### TASK GOAL
Your answer should be only the lines below from the one with "which mechanism produced" to the one with "use super::transport::SyncTransport;", repeated exactly, ends included.
Segment Start: SOURCE RECORDS
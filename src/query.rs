//! Pure derivation of a displayed task list: filter, then stable sort.
//! No I/O and no mutation of the source collection, so it is safe to
//! re-run on every keystroke.

use serde::Serialize;

use crate::models::{Assignee, Priority, Status, Task};

#[derive(Debug, Clone, Copy, Default, PartialEq, Eq)]
pub enum SortKey {
    #[default]
    Status,
    DueDate,
    Assignee,
}

/// Filter and sort parameters for one derived view. The default value
/// is the identity query: everything matches, sorted by status.
#[derive(Debug, Clone, Default)]
pub struct TaskQuery {
    /// Case-insensitive substring match against title or details.
    pub search: String,
    /// Empty set means no restriction; non-empty means membership.
    pub status: Vec<Status>,
    pub priority: Vec<Priority>,
    pub assignee: Vec<Assignee>,
    /// Inclusive due-date bounds, ISO calendar dates. ISO dates order
    /// correctly under plain string comparison.
    pub due_after: Option<String>,
    pub due_before: Option<String>,
    pub sort: SortKey,
}

impl TaskQuery {
    /// True when the task passes every active filter. Filters combine
    /// with AND.
    pub fn matches(&self, task: &Task) -> bool {
        let needle = self.search.to_lowercase();
        let matches_search = needle.is_empty()
            || task.title.to_lowercase().contains(&needle)
            || task.details.to_lowercase().contains(&needle);

        let matches_status = self.status.is_empty() || self.status.contains(&task.status);
        let matches_priority = self.priority.is_empty() || self.priority.contains(&task.priority);
        let matches_assignee = self.assignee.is_empty() || self.assignee.contains(&task.assignee);

        let matches_range = self
            .due_after
            .as_deref()
            .is_none_or(|start| task.due_date.as_str() >= start)
            && self
                .due_before
                .as_deref()
                .is_none_or(|end| task.due_date.as_str() <= end);

        matches_search && matches_status && matches_priority && matches_assignee && matches_range
    }

    /// Derive the displayed sequence. Operates on a copy; sort is stable
    /// so ties keep their original relative order.
    pub fn run(&self, tasks: &[Task]) -> Vec<Task> {
        let mut out: Vec<Task> = tasks.iter().filter(|t| self.matches(t)).cloned().collect();
        match self.sort {
            SortKey::Status => out.sort_by_key(|t| t.status.rank()),
            SortKey::DueDate => out.sort_by(|a, b| a.due_date.cmp(&b.due_date)),
            SortKey::Assignee => out.sort_by(|a, b| a.assignee.as_str().cmp(b.assignee.as_str())),
        }
        out
    }
}

/// Tasks per status, always computed from the unfiltered collection.
/// Feeds the summary header independently of any active filters.
#[derive(Debug, Clone, Copy, Default, PartialEq, Eq, Serialize)]
pub struct StatusCounts {
    pub open: usize,
    pub in_progress: usize,
    pub closed: usize,
}

pub fn status_counts(tasks: &[Task]) -> StatusCounts {
    let mut counts = StatusCounts::default();
    for task in tasks {
        match task.status {
            Status::Open => counts.open += 1,
            Status::InProgress => counts.in_progress += 1,
            Status::Closed => counts.closed += 1,
        }
    }
    counts
}
//! Delivery of updated collection snapshots over time. Polling and SSE
//! push are interchangeable behind [`ChangeSource`]; the cache adopts
//! whatever snapshots arrive and does not care which mechanism produced
//! them.

use std::pin::Pin;
use std::time::Duration;

use async_trait::async_trait;
use bytes::Bytes;
use futures::stream::{Stream, StreamExt};
use tracing::warn;

use super::transport::SyncTransport;
use crate::error::{Error, Result};
use crate::models::Task;

/// A lazy, restartable sequence of collection snapshots. `None` means
/// the source is exhausted for now; calling `next` again may
/// re-establish it.
#[async_trait]
pub trait ChangeSource: Send {
    async fn next(&mut self) -> Option<Vec<Task>>;
}

/// Re-fetches through the transport on a fixed interval, typically
/// [`Config::poll_interval`](crate::config::Config::poll_interval).
/// Simple and robust to connection drops: a failed fetch is logged and
/// the next tick retries naturally.
pub struct PollingSource<T: SyncTransport> {
    transport: T,
    interval: tokio::time::Interval,
}

impl<T: SyncTransport> PollingSource<T> {
    pub fn new(transport: T, period: Duration) -> Self {
        Self {
            transport,
            interval: tokio::time::interval(period),
        }
    }
}

#[async_trait]
impl<T: SyncTransport> ChangeSource for PollingSource<T> {
    async fn next(&mut self) -> Option<Vec<Task>> {
        loop {
            self.interval.tick().await;
            match self.transport.fetch().await {
                Ok(tasks) => return Some(tasks),
                Err(err) => {
                    warn!(error = %err, "poll fetch failed, retrying next tick");
                }
            }
        }
    }
}

/// Consumes the server's SSE resource; every event body is a full
/// collection. Lower latency than polling, at the cost of a long-lived
/// connection. The first snapshot arrives immediately on connect.
pub struct PushSource {
    http: reqwest::Client,
    url: String,
    conn: Option<PushConn>,
}

struct PushConn {
    stream: Pin<Box<dyn Stream<Item = reqwest::Result<Bytes>> + Send>>,
    frames: FrameBuffer,
}

impl PushSource {
    /// `url` is the updates resource, e.g. from
    /// [`HttpTransport::updates_url`](super::transport::HttpTransport::updates_url).
    pub fn new(url: impl Into<String>) -> Self {
        Self {
            http: reqwest::Client::new(),
            url: url.into(),
            conn: None,
        }
    }

    // Associated fn over owned values: the subscribe future must not
    // capture `&self`, or `next` stops being a `Send` future.
    async fn connect(http: reqwest::Client, url: String) -> Result<PushConn> {
        let resp = http.get(url).send().await?;
        if !resp.status().is_success() {
            return Err(Error::Server {
                status: resp.status().as_u16(),
                detail: resp.text().await.unwrap_or_default(),
            });
        }
        Ok(PushConn {
            stream: Box::pin(resp.bytes_stream()),
            frames: FrameBuffer::default(),
        })
    }
}

#[async_trait]
impl ChangeSource for PushSource {
    async fn next(&mut self) -> Option<Vec<Task>> {
        if self.conn.is_none() {
            match Self::connect(self.http.clone(), self.url.clone()).await {
                Ok(conn) => self.conn = Some(conn),
                Err(err) => {
                    warn!(error = %err, "push subscribe failed");
                    return None;
                }
            }
        }

        loop {
            let Some(conn) = self.conn.as_mut() else {
                return None;
            };

            if let Some(payload) = conn.frames.take_event() {
                match serde_json::from_str::<Vec<Task>>(&payload) {
                    Ok(tasks) => return Some(tasks),
                    Err(err) => {
                        warn!(error = %err, "discarding unparseable push event");
                        continue;
                    }
                }
            }

            match conn.stream.next().await {
                Some(Ok(chunk)) => conn.frames.feed(&chunk),
                Some(Err(err)) => {
                    warn!(error = %err, "push stream error, dropping connection");
                    break;
                }
                None => break,
            }
        }

        // The next call re-subscribes from scratch.
        self.conn = None;
        None
    }
}

/// Minimal SSE frame parser: accumulates bytes, yields the joined
/// `data:` lines of each complete (blank-line terminated) event.
/// Comment and keep-alive frames are swallowed.
///
/// Accumulation stays at the byte level: a network chunk can end in the
/// middle of a multi-byte character, so decoding happens only once a
/// complete frame is delimited.
#[derive(Default)]
struct FrameBuffer {
    buffer: Vec<u8>,
}

impl FrameBuffer {
    fn feed(&mut self, chunk: &[u8]) {
        self.buffer.extend_from_slice(chunk);
    }

    fn take_event(&mut self) -> Option<String> {
        loop {
            let end = self.buffer.windows(2).position(|w| w == b"\n\n")?;
            let frame: Vec<u8> = self.buffer.drain(..end + 2).collect();
            let frame = String::from_utf8_lossy(&frame);
            let data: Vec<String> = frame
                .lines()
                .filter_map(|line| line.strip_prefix("data:"))
                .map(|rest| rest.strip_prefix(' ').unwrap_or(rest).to_string())
                .collect();
            if !data.is_empty() {
                return Some(data.join("\n"));
            }
        }
    }
}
Segment End: SOURCE RECORDS
### RESPONSE
//! whatever snapshots arrive and does not care which mechanism produced
//! them.

use std::pin::Pin;
use std::time::Duration;

use async_trait::async_trait;
use bytes::Bytes;
use futures::stream::{Stream, StreamExt};
use tracing::warn;

use super::transport::SyncTransport;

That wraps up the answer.